The White Rabbit Project focuses on:
 Sub-nanosecond accuracy: synchronization of more than 1000 nodes via fiber or copper connections of up to 10 km of length.
 Flexibility: creates a scalable and modular platform with simple configuration and low maintenance requirements.
 Predictability and Reliability: allows the deterministic delivery of highest priority messages by using Class of service.
 Robustness: no losses of high priority system device control messages.
 Open source hardware and software: to avoid vendor lock-in.

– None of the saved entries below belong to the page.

impl<S: Shuffler> Match<S> {
    /// Deal a new match from `catalog` with the given shuffler.
    ///
    /// `config.seed` is ignored; the shuffler is the only random source.
    #[must_use]
    pub fn with_shuffler(catalog: &CardCatalog, config: MatchConfig, mut shuffler: S) -> Self {
        let (player, opponent) = split_catalog(catalog.cards(), &mut shuffler);
        Self::from_decks(player, opponent, config, shuffler)
    }

    /// Begin the first round.
    ///
    /// Ends the match at once if there are no cards or the first draw fails.
    pub fn start(&mut self) -> Result<Phase, MatchError> {
        self.expect_phase(Phase::AwaitingStart)?;
        Ok(self.begin())
    }

    /// Submit the stat for the current round and resolve it.
    ///
    /// Passes through `Revealing` and leaves the match in `RoundResolved`
    /// with the result pending until `continue_round`.
    pub fn choose_stat(&mut self, stat: StatKey) -> Result<RoundSnapshot, MatchError> {
        self.expect_phase(Phase::AwaitingChoice)?;
        let resolution = resolve_round(stat, &self.zones, &self.loot)?;

        let side = self.turn;
        self.phase = Phase::Revealing;
        self.history.push_back(MatchEvent::StatChosen { side, stat });

        self.round += 1;
        let snapshot = RoundSnapshot {
            round: self.round,
            stat,
            chosen_by: side,
            cards: resolution.revealed.clone(),
            values: resolution.values.clone(),
            winner: resolution.winner,
        };
        debug!(
            round = self.round,
            %stat,
            chosen_by = %side,
            player = snapshot.values[Side::Player],
            opponent = snapshot.values[Side::Opponent],
            winner = %snapshot.winner,
            "round resolved"
        );
        self.history.push_back(MatchEvent::Revealed {
            round: self.round,
            values: snapshot.values.clone(),
            winner: snapshot.winner,
        });

        self.pending = Some(resolution);
        self.last_round = Some(snapshot.clone());
        self.phase = Phase::RoundResolved;
        Ok(snapshot)
    }

    /// `choose_stat` by stat name (case-insensitive).
    pub fn choose_stat_named(&mut self, name: &str) -> Result<RoundSnapshot, MatchError> {
        let stat = name.parse::<StatKey>().map_err(|err| {
            warn!(stat = name, "rejected unknown stat");
            err
        })?;
        self.choose_stat(stat)
    }

    /// Let the heuristic choose for the side whose turn it is.
    ///
    /// Fails with `NotAutomated` when that side is controlled by a human.
    pub fn submit_automated_choice(&mut self) -> Result<RoundSnapshot, MatchError> {
        self.expect_phase(Phase::AwaitingChoice)?;
        let side = self.turn;
        if !self.controllers[side].is_automated() {
            warn!(%side, "automated choice requested for human side");
            return Err(MatchError::NotAutomated(side));
        }
        let card = self.zones[side]
            .active
            .as_ref()
            .ok_or(MatchError::MissingActive(side))?;
        let stat = HighestStat.choose(card);
        self.choose_stat(stat)
    }

    /// Commit the pending round and deal the next one.
    ///
    /// The round winner takes the turn; a tie leaves it where it was. Ends
    /// the match if either side has no cards left.
    pub fn continue_round(&mut self) -> Result<Phase, MatchError> {
        self.expect_phase(Phase::RoundResolved)?;
        let Some(resolution) = self.pending.take() else {
            return Err(MatchError::WrongPhase {
                expected: Phase::RoundResolved,
                actual: self.phase,
            });
        };

        let winner = resolution.winner;
        self.zones = resolution.zones;
        self.loot = resolution.loot;
        self.history.push_back(MatchEvent::RoundCommitted {
            round: self.round,
            winner,
        });
        debug!(
            round = self.round,
            player = self.zones[Side::Player].reserve(),
            opponent = self.zones[Side::Opponent].reserve(),
            loot = self.loot.len(),
            "round committed"
        );

        let empty: SmallVec<[Side; 2]> = self
            .zones
            .iter()
            .filter(|(_, z)| z.is_exhausted())
            .map(|(side, _)| side)
            .collect();
        if let Some(exhaustion) = Exhaustion::from_sides(&empty) {
            self.finish(GameOverReason::OutOfCards(exhaustion));
            return Ok(self.phase);
        }

        match draw_next_round(&self.zones, &mut self.shuffler) {
            Ok(zones) => {
                self.zones = zones;
                if let Some(side) = winner.side() {
                    self.turn = side;
                }
                self.phase = Phase::AwaitingChoice;
            }
            Err(exhaustion) => self.finish(GameOverReason::DrawFailed(exhaustion)),
        }
        Ok(self.phase)
    }

    /// Throw away the current game and deal a fresh one from `catalog`.
    ///
    /// Controllers, `auto_start`, and the shuffler carry over; the shuffler
    /// keeps its position, so successive games differ. Starts immediately
    /// when `auto_start` is set.
    pub fn new_game(&mut self, catalog: &CardCatalog) -> Phase {
        let (player, opponent) = split_catalog(catalog.cards(), &mut self.shuffler);
        let (zones, history) = deal(player, opponent);

        self.zones = zones;
        self.loot = LootPile::new();
        self.phase = Phase::AwaitingStart;
        self.turn = Side::Player;
        self.round = 0;
        self.pending = None;
        self.last_round = None;
        self.game_over = None;
        self.history = history;

        if self.auto_start {
            self.begin()
        } else {
            self.phase
        }
    }

    fn begin(&mut self) -> Phase {
        if self.card_count() == 0 {
            self.finish(GameOverReason::EmptyCatalog);
            return self.phase;
        }
        match draw_next_round(&self.zones, &mut self.shuffler) {
            Ok(zones) => {
                self.zones = zones;
                self.phase = Phase::AwaitingChoice;
                self.history.push_back(MatchEvent::Started);
                info!(turn = %self.turn, "match started");
            }
            Err(exhaustion) => self.finish(GameOverReason::DrawFailed(exhaustion)),
        }
        self.phase
    }
}

impl<S> Match<S> {
    /// Build a match from pre-arranged decks, front card first.
    #[must_use]
    pub fn from_decks(
        player: Vec<Card>,
        opponent: Vec<Card>,
        config: MatchConfig,
        shuffler: S,
    ) -> Self {
        let (zones, history) = deal(player, opponent);
        Self {
            zones,
            loot: LootPile::new(),
            phase: Phase::AwaitingStart,
            turn: Side::Player,
            round: 0,
            pending: None,
            last_round: None,
            game_over: None,
            controllers: config.controllers,
            auto_start: config.auto_start,
            history,
            shuffler,
        }
    }

    #[must_use]
    pub fn phase(&self) -> Phase {
        self.phase
    }

    /// Side whose choice governs the current round.
    #[must_use]
    pub fn turn(&self) -> Side {
        self.turn
    }

    /// Rounds resolved so far.
    #[must_use]
    pub fn round(&self) -> u32 {
        self.round
    }

    #[must_use]
    pub fn zones(&self, side: Side) -> &ZoneState {
        &self.zones[side]
    }

    #[must_use]
    pub fn loot(&self) -> &LootPile {
        &self.loot
    }

    /// Result computed by `choose_stat`, not yet committed.
    #[must_use]
    pub fn pending(&self) -> Option<&Resolution> {
        self.pending.as_ref()
    }

    #[must_use]
    pub fn last_round(&self) -> Option<&RoundSnapshot> {
        self.last_round.as_ref()
    }

    #[must_use]
    pub fn game_over_reason(&self) -> Option<GameOverReason> {
        self.game_over
    }

    #[must_use]
    pub fn is_over(&self) -> bool {
        self.phase.is_terminal()
    }

    /// Winner or draw, once the match is over.
    #[must_use]
    pub fn outcome(&self) -> Option<MatchOutcome> {
        self.game_over.map(MatchOutcome::from_reason)
    }

    #[must_use]
    pub fn controller(&self, side: Side) -> Controller {
        self.controllers[side]
    }

    /// Events since the last deal, oldest first.
    #[must_use]
    pub fn history(&self) -> &Vector<MatchEvent> {
        &self.history
    }

    #[must_use]
    pub fn shuffler(&self) -> &S {
        &self.shuffler
    }

    /// Heuristic choice for the current round, if it is an automated side's
    /// turn to choose.
    #[must_use]
    pub fn automated_choice(&self) -> Option<StatKey> {
        if self.phase != Phase::AwaitingChoice || !self.controllers[self.turn].is_automated() {
            return None;
        }
        self.zones[self.turn]
            .active
            .as_ref()
            .map(|card| HighestStat.choose(card))
    }

    /// Cards in play across both sides and the loot pile.
    #[must_use]
    pub fn card_count(&self) -> usize {
        self.zones.iter().map(|(_, z)| z.total()).sum::<usize>() + self.loot.len()
    }

    /// Multiset of card ids across every zone and the loot pile.
    #[must_use]
    pub fn census(&self) -> FxHashMap<CardId, usize> {
        let mut counts = FxHashMap::default();
        let cards = self
            .zones
            .iter()
            .flat_map(|(_, z)| z.cards())
            .chain(self.loot.iter());
        for card in cards {
            *counts.entry(card.id.clone()).or_insert(0) += 1;
        }
        counts
    }

    /// Read-only projection for display.
    #[must_use]
    pub fn view(&self) -> MatchView {
        MatchView {
            phase: self.phase,
            turn: self.turn,
            round: self.round,
            sides: self.zones.map(|side, z| SideView {
                controller: self.controllers[side],
                draw: z.draw_count(),
                discard: z.discard_count(),
                has_active: z.has_active(),
            }),
            loot: self.loot.len(),
            last_round: self.last_round.clone(),
            game_over: self.game_over,
            outcome: self.outcome(),
        }
    }

    fn expect_phase(&self, expected: Phase) -> Result<(), MatchError> {
        if self.phase == expected {
            return Ok(());
        }
        warn!(?expected, actual = ?self.phase, "rejected operation in wrong phase");
        Err(MatchError::WrongPhase {
            expected,
            actual: self.phase,
        })
    }

    fn finish(&mut self, reason: GameOverReason) {
        self.phase = Phase::GameOver;
        self.game_over = Some(reason);
        self.history.push_back(MatchEvent::GameOver(reason));
        info!(
            ?reason,
            rounds = self.round,
            outcome = ?MatchOutcome::from_reason(reason),
            "game over"
        );
    }
}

Another characteristic of this project is that it operates completely on open source with both the hardware and software sources available.

Technologies 
To achieve sub-nanosecond synchronization White Rabbit utilizes Synchronous Ethernet (SyncE) to achieve syntonization and IEEE 1588 (1588) Precision Time Protocol (PTP) to communicate time and a module for precise phase difference measurement between the master reference clock and the local clock based on phase frequency detectors.

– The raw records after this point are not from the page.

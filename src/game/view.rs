//! Display projection of a match.

use serde::{Deserialize, Serialize};

use super::phase::{GameOverReason, MatchOutcome, Phase, RoundSnapshot};
use crate::core::{Controller, Side, SideMap};

/// Counts for one side.
#[derive(Clone, Copy, Debug, PartialEq, Eq, Serialize, Deserialize)]
pub struct SideView {
    pub controller: Controller,
    pub draw: usize,
    pub discard: usize,
    pub has_active: bool,
}

impl SideView {
    /// Cards this side can still play (draw + discard).
    #[must_use]
    pub fn reserve(&self) -> usize {
        self.draw + self.discard
    }
}

/// Everything a presentation layer shows between actions.
#[derive(Clone, Debug, PartialEq, Eq, Serialize, Deserialize)]
pub struct MatchView {
    pub phase: Phase,
    pub turn: Side,
    pub round: u32,
    pub sides: SideMap<SideView>,
    pub loot: usize,
    pub last_round: Option<RoundSnapshot>,
    pub game_over: Option<GameOverReason>,
    pub outcome: Option<MatchOutcome>,
}

impl MatchView {
    /// Whether the engine is waiting on a human choice.
    #[must_use]
    pub fn awaiting_human(&self) -> bool {
        self.phase == Phase::AwaitingChoice && !self.sides[self.turn].controller.is_automated()
    }
}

White Rabbit uses the Precision Time Protocol to achieve sub-nanosecond accuracy. A two-way exchange of the Precision Time Protocol synchronization messages allows precise adjustment of clock phase and offset. The link delay is known precisely via accurate hardware timestamps and the calculation of delay asymmetry.

White Rabbit applications 
At CERN White Rabbit was used for the new control system of the injector chain.

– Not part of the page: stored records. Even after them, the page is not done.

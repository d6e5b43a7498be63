//! Side identification and per-side data storage.
//!
//! ## Side
//!
//! A match always has exactly two seats: the local player and the opponent.
//!
//! ## SideMap
//!
//! Fixed two-slot storage indexed by `Side`, the way zones, controllers and
//! counts are held per seat.

use serde::{Deserialize, Serialize};
use std::ops::{Index, IndexMut};

/// One of the two seats in a match.
#[derive(Clone, Copy, Debug, PartialEq, Eq, Hash, PartialOrd, Ord, Serialize, Deserialize)]
pub enum Side {
    /// The local (usually human) seat.
    Player,
    /// The other seat (usually the automated agent).
    Opponent,
}

impl Side {
    /// Both sides, player first.
    pub const BOTH: [Side; 2] = [Side::Player, Side::Opponent];

    /// The other seat.
    #[must_use]
    pub const fn other(self) -> Self {
        match self {
            Side::Player => Side::Opponent,
            Side::Opponent => Side::Player,
        }
    }

    /// Slot index (player = 0, opponent = 1).
    #[must_use]
    pub const fn index(self) -> usize {
        match self {
            Side::Player => 0,
            Side::Opponent => 1,
        }
    }
}

impl std::fmt::Display for Side {
    fn fmt(&self, f: &mut std::fmt::Formatter<'_>) -> std::fmt::Result {
        match self {
            Side::Player => write!(f, "player"),
            Side::Opponent => write!(f, "opponent"),
        }
    }
}

/// Per-side data storage with O(1) access.
///
/// ## Example
///
/// ```
/// use guardian_battles::core::{Side, SideMap};
///
/// let mut wins: SideMap<u32> = SideMap::with_value(0);
/// wins[Side::Opponent] += 1;
///
/// assert_eq!(wins[Side::Player], 0);
/// assert_eq!(wins[Side::Opponent], 1);
/// ```
#[derive(Clone, Debug, Default, PartialEq, Eq, Hash, Serialize, Deserialize)]
pub struct SideMap<T> {
    data: [T; 2],
}

impl<T> SideMap<T> {
    /// Create a new SideMap with values from a factory function.
    pub fn new(mut factory: impl FnMut(Side) -> T) -> Self {
        Self {
            data: [factory(Side::Player), factory(Side::Opponent)],
        }
    }

    /// Create from explicit player and opponent values.
    pub fn from_pair(player: T, opponent: T) -> Self {
        Self {
            data: [player, opponent],
        }
    }

    /// Create a new SideMap with both entries set to the same value.
    pub fn with_value(value: T) -> Self
    where
        T: Clone,
    {
        Self::new(|_| value.clone())
    }

    /// Iterate over (Side, &T) pairs, player first.
    pub fn iter(&self) -> impl Iterator<Item = (Side, &T)> {
        Side::BOTH.into_iter().zip(self.data.iter())
    }

    /// Split into (player, opponent).
    pub fn into_pair(self) -> (T, T) {
        let [player, opponent] = self.data;
        (player, opponent)
    }

    /// Map both entries.
    pub fn map<U>(&self, mut f: impl FnMut(Side, &T) -> U) -> SideMap<U> {
        SideMap::new(|side| f(side, &self[side]))
    }
}

impl<T> Index<Side> for SideMap<T> {
    type Output = T;

    fn index(&self, side: Side) -> &Self::Output {
        &self.data[side.index()]
    }
}

impl<T> IndexMut<Side> for SideMap<T> {
    fn index_mut(&mut self, side: Side) -> &mut Self::Output {
        &mut self.data[side.index()]
    }
}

At GSI White Rabbit will become the timing system of the FAIR complex.

The KM3NeT neutrino telescope uses White Rabbit for synchronising the detector units.

The EISCAT 3D radar will utilise White Rabbit for synchronization in the beam forming network.

About 6000 detector nodes for the LHAASO (Large High Altitude Air Shower Observatory) experiment are synchronized by White Rabbit network.

At least two Cosmic Microwave Background research programs (Simons Observatory, and CMB-S4) are considering White Rabbit for the timing of their data acquisition and control systems.

Several companies have begun to commercialise White Rabbit for commercial applications by developing their own White Rabbit hardware and software.

The first white rabbit element on the white rabbit project was the "white rabbit switch", financed by the government of Spain and CERN, and produced by Seven Solutions.

In years 2015-2016 White Rabbit was successfully deployed by Horizon 2020 Project DEMETRA service #3 and tested for distribution Galileo precise UTC using ground fiber service.

A White Rabbit timing network 
A white rabbit timing network consists of three important parts.

 Precision Time Protocol - The IEEE1588 or the Precision Time Protocol is a time protocol designed to provide synchronization accuracy of 1 microsecond or even less, particularly for use in Industrial networks and Research labs where accurate synchronization is necessary. An accuracy of sub nanoseconds is ideally possible in PTP networks but, in practice, the master-slave and the slave-master links may be asymmetric and the resolution of the PTP time stamps is limited. Hence, the obtained synchronization accuracy in PTP networks is limited.
 Layer I syntonization using SyncE -  Just like the SyncE standard, the mechanism to operate all the nodes at the same frequency works at the physical layer level. Hence, there is no effect on data transfers because of this. The main idea of layer I syntonization is that the clocks in the network are not free running at a frequency, but instead, should be locked to a reference standard and be traceable. So, a network using Layer I syntonization has a hierarchy in the network: there is a master node which sends the frequency information in data streams and all other nodes in the system extract this information from the data stream and have a phase-locked loop which makes them run at exactly this frequency. This removes the jitter and frequency drift in the clocks that is responsible for the offset.
 Phase measurement - As explained before, the frequency of the local node is disciplined using the clock signal extracted from the data stream sent by the master node. Then, the local node sends back its local clock signal to the master. As the local and master clock frequencies are locked, this clock signal is just a delayed version of the master clock signal. By calculating the phase offset between these two signals, a very accurate measurement for the particular link delay could be made.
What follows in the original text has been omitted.